Assigned task:
Return verbatim every line from the first line of the data below to the line that contains "cross in the", inclusive, and no further.
(Excerpted records begins)
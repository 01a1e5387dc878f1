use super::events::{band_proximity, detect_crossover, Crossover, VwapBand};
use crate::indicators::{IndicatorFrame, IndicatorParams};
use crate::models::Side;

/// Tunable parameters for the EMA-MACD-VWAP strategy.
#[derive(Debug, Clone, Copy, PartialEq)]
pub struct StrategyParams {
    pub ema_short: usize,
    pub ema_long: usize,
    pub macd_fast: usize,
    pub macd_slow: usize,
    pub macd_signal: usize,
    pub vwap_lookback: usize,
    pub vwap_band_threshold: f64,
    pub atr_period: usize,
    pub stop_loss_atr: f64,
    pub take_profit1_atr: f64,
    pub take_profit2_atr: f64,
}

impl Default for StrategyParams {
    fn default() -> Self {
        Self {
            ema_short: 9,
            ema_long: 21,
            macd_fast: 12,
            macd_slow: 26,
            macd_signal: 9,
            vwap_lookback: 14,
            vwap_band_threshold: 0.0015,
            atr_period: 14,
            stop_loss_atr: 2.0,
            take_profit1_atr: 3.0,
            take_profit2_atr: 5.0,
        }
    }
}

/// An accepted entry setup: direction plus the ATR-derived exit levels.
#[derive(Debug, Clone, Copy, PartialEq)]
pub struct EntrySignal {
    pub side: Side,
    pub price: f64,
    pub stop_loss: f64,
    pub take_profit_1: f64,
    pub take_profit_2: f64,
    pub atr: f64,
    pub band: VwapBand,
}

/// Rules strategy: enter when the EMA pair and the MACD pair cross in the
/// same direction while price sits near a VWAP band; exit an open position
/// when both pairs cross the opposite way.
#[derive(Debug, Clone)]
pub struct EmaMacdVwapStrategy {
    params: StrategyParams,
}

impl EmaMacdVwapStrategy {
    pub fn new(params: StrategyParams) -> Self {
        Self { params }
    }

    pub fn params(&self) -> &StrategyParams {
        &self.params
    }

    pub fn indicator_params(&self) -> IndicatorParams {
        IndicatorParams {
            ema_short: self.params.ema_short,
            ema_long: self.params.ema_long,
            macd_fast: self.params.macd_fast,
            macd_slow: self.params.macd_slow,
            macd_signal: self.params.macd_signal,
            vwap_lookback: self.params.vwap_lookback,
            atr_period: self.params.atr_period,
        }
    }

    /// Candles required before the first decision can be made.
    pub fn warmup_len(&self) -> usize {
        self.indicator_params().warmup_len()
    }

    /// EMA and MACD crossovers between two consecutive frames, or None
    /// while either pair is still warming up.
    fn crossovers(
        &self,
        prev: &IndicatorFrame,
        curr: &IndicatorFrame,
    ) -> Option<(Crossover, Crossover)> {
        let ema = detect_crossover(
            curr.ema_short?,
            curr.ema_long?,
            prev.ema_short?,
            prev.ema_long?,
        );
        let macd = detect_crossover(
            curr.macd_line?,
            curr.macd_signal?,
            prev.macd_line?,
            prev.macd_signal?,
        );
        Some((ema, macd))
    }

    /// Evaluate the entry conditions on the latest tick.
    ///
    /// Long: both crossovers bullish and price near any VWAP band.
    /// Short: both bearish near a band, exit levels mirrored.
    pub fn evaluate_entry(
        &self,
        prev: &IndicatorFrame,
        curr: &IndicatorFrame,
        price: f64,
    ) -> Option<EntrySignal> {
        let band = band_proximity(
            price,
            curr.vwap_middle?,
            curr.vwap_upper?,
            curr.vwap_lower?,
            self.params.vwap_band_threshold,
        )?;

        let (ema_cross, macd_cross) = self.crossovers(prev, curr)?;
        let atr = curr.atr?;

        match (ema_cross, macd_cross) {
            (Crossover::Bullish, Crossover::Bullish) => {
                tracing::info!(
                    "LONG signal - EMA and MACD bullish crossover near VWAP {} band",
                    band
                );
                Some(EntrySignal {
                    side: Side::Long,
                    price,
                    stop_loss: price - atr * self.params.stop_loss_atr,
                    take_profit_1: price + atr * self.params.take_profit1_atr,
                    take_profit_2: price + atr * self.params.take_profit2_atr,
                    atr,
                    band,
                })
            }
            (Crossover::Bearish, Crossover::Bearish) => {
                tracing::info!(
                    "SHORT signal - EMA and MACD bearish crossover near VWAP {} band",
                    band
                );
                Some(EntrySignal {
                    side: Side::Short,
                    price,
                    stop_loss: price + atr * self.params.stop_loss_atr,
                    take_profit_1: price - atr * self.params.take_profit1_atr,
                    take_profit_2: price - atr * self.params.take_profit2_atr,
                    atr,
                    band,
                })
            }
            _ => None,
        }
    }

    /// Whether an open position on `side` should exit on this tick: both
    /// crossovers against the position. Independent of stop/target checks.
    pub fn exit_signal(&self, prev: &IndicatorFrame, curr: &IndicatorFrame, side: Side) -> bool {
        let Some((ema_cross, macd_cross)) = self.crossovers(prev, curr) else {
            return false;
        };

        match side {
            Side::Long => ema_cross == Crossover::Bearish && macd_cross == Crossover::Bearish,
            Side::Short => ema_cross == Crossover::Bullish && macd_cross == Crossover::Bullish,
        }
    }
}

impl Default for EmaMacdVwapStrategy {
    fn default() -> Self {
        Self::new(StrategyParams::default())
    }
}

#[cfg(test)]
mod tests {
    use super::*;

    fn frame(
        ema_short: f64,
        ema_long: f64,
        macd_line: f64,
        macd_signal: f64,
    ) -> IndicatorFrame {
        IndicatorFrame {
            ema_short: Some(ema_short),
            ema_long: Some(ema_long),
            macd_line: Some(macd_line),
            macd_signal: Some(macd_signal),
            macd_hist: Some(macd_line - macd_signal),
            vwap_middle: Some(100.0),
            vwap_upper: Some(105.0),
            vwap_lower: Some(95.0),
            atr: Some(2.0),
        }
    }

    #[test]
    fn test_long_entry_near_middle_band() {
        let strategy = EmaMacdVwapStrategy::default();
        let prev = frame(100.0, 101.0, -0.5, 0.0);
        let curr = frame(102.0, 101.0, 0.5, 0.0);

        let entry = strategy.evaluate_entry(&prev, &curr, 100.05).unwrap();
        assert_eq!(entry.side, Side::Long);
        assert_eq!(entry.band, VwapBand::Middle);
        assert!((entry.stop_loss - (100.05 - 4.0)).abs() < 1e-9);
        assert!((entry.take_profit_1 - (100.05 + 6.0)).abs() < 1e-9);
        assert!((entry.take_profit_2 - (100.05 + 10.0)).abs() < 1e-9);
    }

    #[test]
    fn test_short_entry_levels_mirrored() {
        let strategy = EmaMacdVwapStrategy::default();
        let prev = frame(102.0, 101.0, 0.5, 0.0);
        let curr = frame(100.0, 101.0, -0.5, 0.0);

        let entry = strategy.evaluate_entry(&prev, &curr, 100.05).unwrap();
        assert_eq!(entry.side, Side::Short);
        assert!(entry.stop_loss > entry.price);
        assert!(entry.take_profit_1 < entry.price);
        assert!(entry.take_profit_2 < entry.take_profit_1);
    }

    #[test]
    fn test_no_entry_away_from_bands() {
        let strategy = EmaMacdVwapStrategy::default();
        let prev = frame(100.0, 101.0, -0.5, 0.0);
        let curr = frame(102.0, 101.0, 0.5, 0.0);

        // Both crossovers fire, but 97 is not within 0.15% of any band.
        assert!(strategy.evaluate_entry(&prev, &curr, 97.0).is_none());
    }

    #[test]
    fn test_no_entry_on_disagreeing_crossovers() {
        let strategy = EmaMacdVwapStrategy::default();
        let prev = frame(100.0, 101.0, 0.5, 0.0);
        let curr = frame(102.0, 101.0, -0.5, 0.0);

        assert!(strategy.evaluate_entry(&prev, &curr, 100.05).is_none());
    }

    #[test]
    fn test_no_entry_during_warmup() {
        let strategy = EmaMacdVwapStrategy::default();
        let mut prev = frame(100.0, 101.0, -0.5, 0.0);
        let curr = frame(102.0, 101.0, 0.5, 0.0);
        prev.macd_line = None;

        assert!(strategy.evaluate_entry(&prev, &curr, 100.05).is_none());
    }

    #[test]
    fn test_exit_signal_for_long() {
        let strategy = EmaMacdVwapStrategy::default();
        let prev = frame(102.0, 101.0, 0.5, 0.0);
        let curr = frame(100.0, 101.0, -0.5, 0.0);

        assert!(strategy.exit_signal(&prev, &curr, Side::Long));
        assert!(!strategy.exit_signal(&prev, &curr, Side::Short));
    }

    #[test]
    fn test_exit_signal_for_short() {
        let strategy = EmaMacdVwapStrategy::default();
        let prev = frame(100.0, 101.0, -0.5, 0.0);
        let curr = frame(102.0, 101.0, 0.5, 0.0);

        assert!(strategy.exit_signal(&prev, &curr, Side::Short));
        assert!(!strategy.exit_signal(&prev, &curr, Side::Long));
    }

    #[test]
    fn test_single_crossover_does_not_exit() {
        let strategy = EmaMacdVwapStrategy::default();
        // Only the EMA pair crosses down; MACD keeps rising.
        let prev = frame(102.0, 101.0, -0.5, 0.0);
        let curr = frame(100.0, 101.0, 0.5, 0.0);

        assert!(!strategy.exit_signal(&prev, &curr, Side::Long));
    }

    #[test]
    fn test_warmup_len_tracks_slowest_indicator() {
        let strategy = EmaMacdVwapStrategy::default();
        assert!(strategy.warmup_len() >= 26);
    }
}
(Excerpted records ends)
Answer box:
repository 01a1e5387dc878f1
use super::events::{band_proximity, detect_crossover, Crossover, VwapBand};
use crate::indicators::{IndicatorFrame, IndicatorParams};
use crate::models::Side;

/// Tunable parameters for the EMA-MACD-VWAP strategy.
#[derive(Debug, Clone, Copy, PartialEq)]
pub struct StrategyParams {
    pub ema_short: usize,
    pub ema_long: usize,
    pub macd_fast: usize,
    pub macd_slow: usize,
    pub macd_signal: usize,
    pub vwap_lookback: usize,
    pub vwap_band_threshold: f64,
    pub atr_period: usize,
    pub stop_loss_atr: f64,
    pub take_profit1_atr: f64,
    pub take_profit2_atr: f64,
}

impl Default for StrategyParams {
    fn default() -> Self {
        Self {
            ema_short: 9,
            ema_long: 21,
            macd_fast: 12,
            macd_slow: 26,
            macd_signal: 9,
            vwap_lookback: 14,
            vwap_band_threshold: 0.0015,
            atr_period: 14,
            stop_loss_atr: 2.0,
            take_profit1_atr: 3.0,
            take_profit2_atr: 5.0,
        }
    }
}

/// An accepted entry setup: direction plus the ATR-derived exit levels.
#[derive(Debug, Clone, Copy, PartialEq)]
pub struct EntrySignal {
    pub side: Side,
    pub price: f64,
    pub stop_loss: f64,
    pub take_profit_1: f64,
    pub take_profit_2: f64,
    pub atr: f64,
    pub band: VwapBand,
}

/// Rules strategy: enter when the EMA pair and the MACD pair cross in the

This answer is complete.